**DATASET EXTRACT**
********

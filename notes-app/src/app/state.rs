use std::sync::Arc;

use axum::extract::FromRef;
use tokio::sync::Mutex;

use super::workspace::Workspace;

/// The workspace has exactly one mutator at a time; requests queue on this lock.
pub type SharedWorkspace = Arc<Mutex<Workspace>>;

#[derive(FromRef, Clone)]
pub struct AppState {
    pub workspace: SharedWorkspace,
}
//! Derivation of the visible note list. Everything here is a pure function of
//! its arguments, so the same inputs always yield the same list.

use std::cmp::Ordering;

use serde::{Deserialize, Serialize};

use super::Note;

#[derive(Debug, Serialize, Deserialize, Clone, Copy, PartialEq, Eq, Default)]
#[serde(rename_all = "snake_case")]
pub enum View {
    #[default]
    Active,
    Archive,
    Trash,
}

impl View {
    /// The single view a note belongs to. Trash wins over archive.
    pub fn of(note: &Note) -> Self {
        if note.is_deleted {
            View::Trash
        } else if note.is_archived {
            View::Archive
        } else {
            View::Active
        }
    }
}

#[derive(Debug, Serialize, Deserialize, Clone, Copy, PartialEq, Eq, Default)]
#[serde(rename_all = "snake_case")]
pub enum SortBy {
    #[default]
    Updated,
    Created,
    Title,
}

#[derive(Debug, Deserialize, Clone, Default)]
#[serde(default)]
pub struct NoteQuery {
    pub view: View,
    pub search: String,
    pub tag: Option<String>,
    #[serde(rename = "sort")]
    pub sort_by: SortBy,
}

#[derive(Debug, Serialize, Deserialize, Clone, Copy, PartialEq, Eq, Default)]
pub struct ViewCounts {
    pub active: usize,
    pub archive: usize,
    pub trash: usize,
}

pub fn derive<'a>(notes: &'a [Note], query: &NoteQuery) -> Vec<&'a Note> {
    let search = query.search.to_lowercase();
    let tag = query.tag.as_deref().filter(|t| !t.is_empty());

    let mut results = notes
        .iter()
        .filter(|note| View::of(note) == query.view)
        .filter(|note| matches_search(note, &search))
        .filter(|note| tag.map_or(true, |tag| note.has_tag(tag)))
        .collect::<Vec<_>>();

    results.sort_by(|a, b| b.is_pinned.cmp(&a.is_pinned).then_with(|| compare(a, b, query.sort_by)));
    results
}

pub fn counts(notes: &[Note]) -> ViewCounts {
    notes.iter().fold(ViewCounts::default(), |mut counts, note| {
        match View::of(note) {
            View::Active => counts.active += 1,
            View::Archive => counts.archive += 1,
            View::Trash => counts.trash += 1,
        }
        counts
    })
}

/// `search` must already be lowercased.
fn matches_search(note: &Note, search: &str) -> bool {
    search.is_empty()
        || note.title.to_lowercase().contains(search)
        || note.content.to_lowercase().contains(search)
        || note.tags.iter().any(|t| t.to_lowercase().contains(search))
}

fn compare(a: &Note, b: &Note, sort_by: SortBy) -> Ordering {
    match sort_by {
        SortBy::Updated => b.updated_at.cmp(&a.updated_at),
        SortBy::Created => b.created_at.cmp(&a.created_at),
        SortBy::Title => compare_titles(&a.title, &b.title),
    }
}

// Case-insensitive first so "apple" and "Banana" sort the way a reader expects.
fn compare_titles(a: &str, b: &str) -> Ordering {
    a.to_lowercase().cmp(&b.to_lowercase()).then_with(|| a.cmp(b))
}
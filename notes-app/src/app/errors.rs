use axum::{http::StatusCode, response::IntoResponse};
use serde::Serialize;

use crate::{auth, db};

pub type Result<T> = std::result::Result<T, Error>;

#[derive(thiserror::Error, Debug)]
pub enum Error {
    #[error("not_found")]
    NotFound(String),
    #[error("unauthorized")]
    Unauthorized,
    #[error("validation")]
    Validation(String),
    #[error(transparent)]
    Auth(#[from] auth::Error),
    #[error(transparent)]
    DB(db::Error),
    #[error("unexpected")]
    Unexpected(String),
}

impl From<db::Error> for Error {
    fn from(error: db::Error) -> Self {
        match error {
            db::Error::NotFound(msg) => Self::NotFound(msg),
            error => Self::DB(error),
        }
    }
}

impl From<axum::extract::multipart::MultipartError> for Error {
    fn from(error: axum::extract::multipart::MultipartError) -> Self {
        Self::Validation(error.body_text())
    }
}

#[derive(Serialize)]
#[serde(tag = "error", rename_all = "snake_case")]
pub enum ErrorResponse {
    Unexpected { message: String },
    NotFound { message: String },
    Unauthorized { message: String },
    Validation { message: String },
}

impl From<Error> for ErrorResponse {
    fn from(error: Error) -> Self {
        match error {
            Error::NotFound(message) => Self::NotFound { message },
            Error::Unauthorized => Self::Unauthorized {
                message: "Login required".into(),
            },
            Error::Validation(message) => Self::Validation { message },
            Error::Unexpected(message) => {
                tracing::error!("{message}");
                Self::Unexpected { message }
            }
            error => {
                tracing::error!("{:?}", error);
                Self::Unexpected {
                    message: "Unexpected error".into(),
                }
            }
        }
    }
}

impl IntoResponse for Error {
    fn into_response(self) -> axum::response::Response {
        let status = match self {
            Error::Auth(error) => return error.into_response(),
            Error::NotFound(_) => StatusCode::NOT_FOUND,
            Error::Unauthorized => StatusCode::UNAUTHORIZED,
            Error::Validation(_) => StatusCode::BAD_REQUEST,
            _ => StatusCode::INTERNAL_SERVER_ERROR,
        };
        let mut res = axum::Json(ErrorResponse::from(self)).into_response();
        *res.status_mut() = status;
        res
    }
}
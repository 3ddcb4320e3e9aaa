use std::{sync::Arc, time::Duration};

use axum::Router;
use tokio::sync::Mutex;

use crate::{auth, config::config, db::DB, notes, storage::Storage};

use super::{errors, state::AppState, workspace::Workspace};

pub async fn create_app(db: DB) -> errors::Result<Router> {
    let config = config();

    let storage = Storage::new(db);
    let workspace = Workspace::open(storage, Duration::from_millis(config.auth_latency_ms)).await?;

    let state = AppState {
        workspace: Arc::new(Mutex::new(workspace)),
    };

    let app = Router::new()
        .merge(auth::router(state.clone()))
        .merge(notes::router(state));

    Ok(app)
}
use axum::{
    extract::{multipart::Field, FromRequest, Multipart, Request},
    http::{header::CONTENT_TYPE, HeaderMap},
    response::{IntoResponse, Response},
    Json,
};
use serde::de::DeserializeOwned;
use serde_json::{Map, Value};

use crate::{attachments::FileInput, Error, Result};

pub const FILES_FIELD: &str = "files";

/// Editor form for a note, sent as JSON or as `multipart/form-data`.
///
/// In the multipart case every text part becomes a field of `T` and every
/// `files` part is collected, unvalidated, into `files`.
#[derive(Debug)]
pub struct NoteForm<T> {
    pub fields: T,
    pub files: Vec<FileInput>,
}

impl<S, T> FromRequest<S> for NoteForm<T>
where
    S: Send + Sync,
    T: DeserializeOwned + Send,
{
    type Rejection = Response;

    async fn from_request(req: Request, state: &S) -> std::result::Result<Self, Self::Rejection> {
        if !is_multipart(req.headers()) {
            let Json(fields) = Json::<T>::from_request(req, state)
                .await
                .map_err(IntoResponse::into_response)?;
            return Ok(Self { fields, files: vec![] });
        }

        let multipart = Multipart::from_request(req, state)
            .await
            .map_err(IntoResponse::into_response)?;
        read_form(multipart).await.map_err(IntoResponse::into_response)
    }
}

fn is_multipart(headers: &HeaderMap) -> bool {
    headers
        .get(CONTENT_TYPE)
        .and_then(|v| v.to_str().ok())
        .is_some_and(|v| v.starts_with("multipart/form-data"))
}

async fn read_form<T: DeserializeOwned>(mut multipart: Multipart) -> Result<NoteForm<T>> {
    let mut fields = Map::new();
    let mut files = vec![];

    while let Some(field) = multipart.next_field().await? {
        let Some(name) = field.name().map(str::to_owned) else {
            continue;
        };
        if name == FILES_FIELD {
            files.push(read_file(field).await?);
        } else {
            fields.insert(name, Value::String(field.text().await?));
        }
    }

    let fields = serde_json::from_value(Value::Object(fields)).map_err(|e| Error::Validation(e.to_string()))?;
    Ok(NoteForm { fields, files })
}

pub async fn read_files(mut multipart: Multipart) -> Result<Vec<FileInput>> {
    let mut files = vec![];
    while let Some(field) = multipart.next_field().await? {
        if field.name() == Some(FILES_FIELD) {
            files.push(read_file(field).await?);
        }
    }
    Ok(files)
}

async fn read_file(field: Field<'_>) -> Result<FileInput> {
    let name = field.file_name().unwrap_or("file").to_owned();
    let mime_type = field
        .content_type()
        .unwrap_or("application/octet-stream")
        .to_owned();
    let bytes = field.bytes().await?;
    Ok(FileInput::new(name, mime_type, bytes.to_vec()))
}
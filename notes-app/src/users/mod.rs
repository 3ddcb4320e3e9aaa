use serde::{Deserialize, Serialize};
use uuid::Uuid;

pub type UserId = Uuid;

/// The public face of an account, kept as the session record.
#[derive(Debug, Serialize, Deserialize, Clone, PartialEq)]
pub struct Identity {
    pub id: UserId,
    pub email: String,
    pub name: String,
}

/// Stored account record. Only read while checking a login.
#[derive(Clone, Serialize, Deserialize)]
pub struct Credential {
    pub id: UserId,
    pub email: String,
    pub password: String,
    pub name: String,
}

impl Credential {
    pub fn identity(&self) -> Identity {
        Identity {
            id: self.id,
            email: self.email.clone(),
            name: self.name.clone(),
        }
    }
}

impl std::fmt::Debug for Credential {
    fn fmt(&self, f: &mut std::fmt::Formatter<'_>) -> std::fmt::Result {
        f.debug_struct("Credential")
            .field("id", &self.id)
            .field("email", &self.email)
            .field("name", &self.name)
            .field("password", &"[redacted]")
            .finish()
    }
}
mod form;
mod handlers;
mod model;
pub mod query;
mod routes;
mod store;

pub use model::*;
pub use query::{NoteQuery, View, ViewCounts};
pub use routes::router;
pub use store::{Deletion, NoteStore};
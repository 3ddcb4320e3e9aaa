use lazy_static::lazy_static;
use rusqlite_migration::{Migrations, M};

lazy_static! {
    pub static ref MIGRATIONS: Migrations<'static> = Migrations::new(vec![M::up(
        r#"
            CREATE TABLE kv (
                key TEXT PRIMARY KEY NOT NULL,
                value TEXT NOT NULL,

                created_at DATETIME NOT NULL DEFAULT CURRENT_TIMESTAMP,
                updated_at DATETIME
            );
        "#
    ),]);
}
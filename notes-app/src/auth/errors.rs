use axum::{http::StatusCode, response::IntoResponse, Json};
use serde::Serialize;

use crate::db;

#[derive(Debug, thiserror::Error)]
pub enum Error {
    #[error("invalid_credentials")]
    InvalidCredentials,
    #[error("duplicate_email")]
    DuplicateEmail,

    #[error(transparent)]
    DB(#[from] db::Error),
}

#[derive(Debug, Serialize)]
struct ErrorResponse {
    pub error: String,
    pub message: Option<String>,
}

impl ErrorResponse {
    pub fn new(error: impl Into<String>, message: impl Into<String>) -> Self {
        Self {
            error: error.into(),
            message: Some(message.into()),
        }
    }
}

impl IntoResponse for Error {
    fn into_response(self) -> axum::response::Response {
        match self {
            Error::InvalidCredentials => (
                StatusCode::UNAUTHORIZED,
                Json(ErrorResponse::new("invalid_credentials", "Invalid email or password")),
            ),
            Error::DuplicateEmail => (
                StatusCode::CONFLICT,
                Json(ErrorResponse::new("duplicate_email", "Email already exists")),
            ),
            err => {
                tracing::error!("{err:?}");
                (
                    StatusCode::INTERNAL_SERVER_ERROR,
                    Json(ErrorResponse::new("unexpected", "Unexpected error")),
                )
            }
        }
        .into_response()
    }
}

pub type Result<T> = std::result::Result<T, Error>;
use axum::{
    extract::State,
    http::StatusCode,
    routing::{get, post},
    Json, Router,
};
use serde::Deserialize;

use crate::{
    state::{AppState, SharedWorkspace},
    users::Identity,
    Error, Result,
};

const MIN_PASSWORD_LEN: usize = 6;

#[derive(Debug, Deserialize)]
pub struct RegisterForm {
    pub email: String,
    pub password: String,
    pub name: String,
}

impl RegisterForm {
    fn validate(&self) -> Result<()> {
        if self.email.trim().is_empty() {
            return Err(Error::Validation("Email is required".into()));
        }
        if self.name.trim().is_empty() {
            return Err(Error::Validation("Name is required".into()));
        }
        if self.password.chars().count() < MIN_PASSWORD_LEN {
            return Err(Error::Validation(format!(
                "Password must be at least {MIN_PASSWORD_LEN} characters"
            )));
        }
        Ok(())
    }
}

#[derive(Debug, Deserialize)]
pub struct LoginForm {
    pub email: String,
    pub password: String,
}

pub fn router(state: AppState) -> Router {
    Router::new()
        .route("/auth/register", post(register))
        .route("/auth/login", post(login))
        .route("/auth/logout", post(logout))
        .route("/auth/me", get(me))
        .with_state(state)
}

pub async fn register(
    State(workspace): State<SharedWorkspace>,
    Json(form): Json<RegisterForm>,
) -> Result<Json<Identity>> {
    form.validate()?;

    let mut workspace = workspace.lock().await;
    let identity = workspace.register(&form.email, &form.password, &form.name).await?;

    Ok(Json(identity))
}

pub async fn login(State(workspace): State<SharedWorkspace>, Json(form): Json<LoginForm>) -> Result<Json<Identity>> {
    let mut workspace = workspace.lock().await;
    let identity = workspace.login(&form.email, &form.password).await?;

    Ok(Json(identity))
}

pub async fn logout(State(workspace): State<SharedWorkspace>) -> Result<StatusCode> {
    workspace.lock().await.logout().await?;
    Ok(StatusCode::NO_CONTENT)
}

pub async fn me(State(workspace): State<SharedWorkspace>) -> Result<Json<Identity>> {
    let workspace = workspace.lock().await;
    workspace.identity().cloned().map(Json).ok_or(Error::Unauthorized)
}
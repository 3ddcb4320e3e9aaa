mod errors;
mod gate;
mod routes;

pub use errors::{Error, Result};
pub use gate::{AuthGate, AuthState};
pub use routes::router;
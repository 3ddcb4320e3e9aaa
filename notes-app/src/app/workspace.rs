use std::time::Duration;

use crate::{
    auth::{AuthGate, AuthState},
    notes::NoteStore,
    storage::Storage,
    users::Identity,
};

use super::errors::{Error, Result};

/// Application state for one running instance: the auth gate and, while someone
/// is logged in, that identity's notes.
pub struct Workspace {
    storage: Storage,
    gate: AuthGate,
    notes: Option<NoteStore>,
}

impl Workspace {
    /// Opens the workspace, resuming a stored session when there is one.
    pub async fn open(storage: Storage, auth_latency: Duration) -> Result<Self> {
        let mut gate = AuthGate::new(storage.clone(), auth_latency);
        let notes = match gate.restore().await? {
            Some(identity) => {
                tracing::info!("resuming session for {}", identity.email);
                Some(NoteStore::load(&storage, identity.id).await?)
            }
            None => None,
        };

        Ok(Self { storage, gate, notes })
    }

    pub fn identity(&self) -> Option<&Identity> {
        self.gate.identity()
    }

    pub fn auth_state(&self) -> &AuthState {
        self.gate.state()
    }

    pub async fn register(&mut self, email: &str, password: &str, name: &str) -> Result<Identity> {
        let identity = self.gate.register(email, password, name).await?;
        self.switch_to(&identity).await?;
        Ok(identity)
    }

    pub async fn login(&mut self, email: &str, password: &str) -> Result<Identity> {
        let identity = self.gate.login(email, password).await?;
        self.switch_to(&identity).await?;
        Ok(identity)
    }

    pub async fn logout(&mut self) -> Result<()> {
        self.gate.logout().await?;
        self.notes = None;
        Ok(())
    }

    pub fn notes(&self) -> Result<&NoteStore> {
        self.notes.as_ref().ok_or(Error::Unauthorized)
    }

    /// Applies `f` to a copy of the active note collection and writes the whole copy back.
    /// The copy replaces the live collection only once it is stored.
    pub async fn mutate<R>(&mut self, f: impl FnOnce(&mut NoteStore) -> R) -> Result<R> {
        let mut next = self.notes.as_ref().ok_or(Error::Unauthorized)?.clone();
        let result = f(&mut next);
        next.save(&self.storage).await?;
        self.notes = Some(next);
        Ok(result)
    }

    async fn switch_to(&mut self, identity: &Identity) -> Result<()> {
        if self.notes.as_ref().is_some_and(|n| n.owner() == identity.id) {
            return Ok(());
        }
        self.notes = Some(NoteStore::load(&self.storage, identity.id).await?);
        Ok(())
    }
}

********

Check every line of the records above for the string "logout". Copy those that hold it.

**SOLUTION TO THIS EXERCISE**
        .route("/auth/logout", post(logout))
pub async fn logout(State(workspace): State<SharedWorkspace>) -> Result<StatusCode> {
    workspace.lock().await.logout().await?;
    pub async fn logout(&mut self) -> Result<()> {
        self.gate.logout().await?;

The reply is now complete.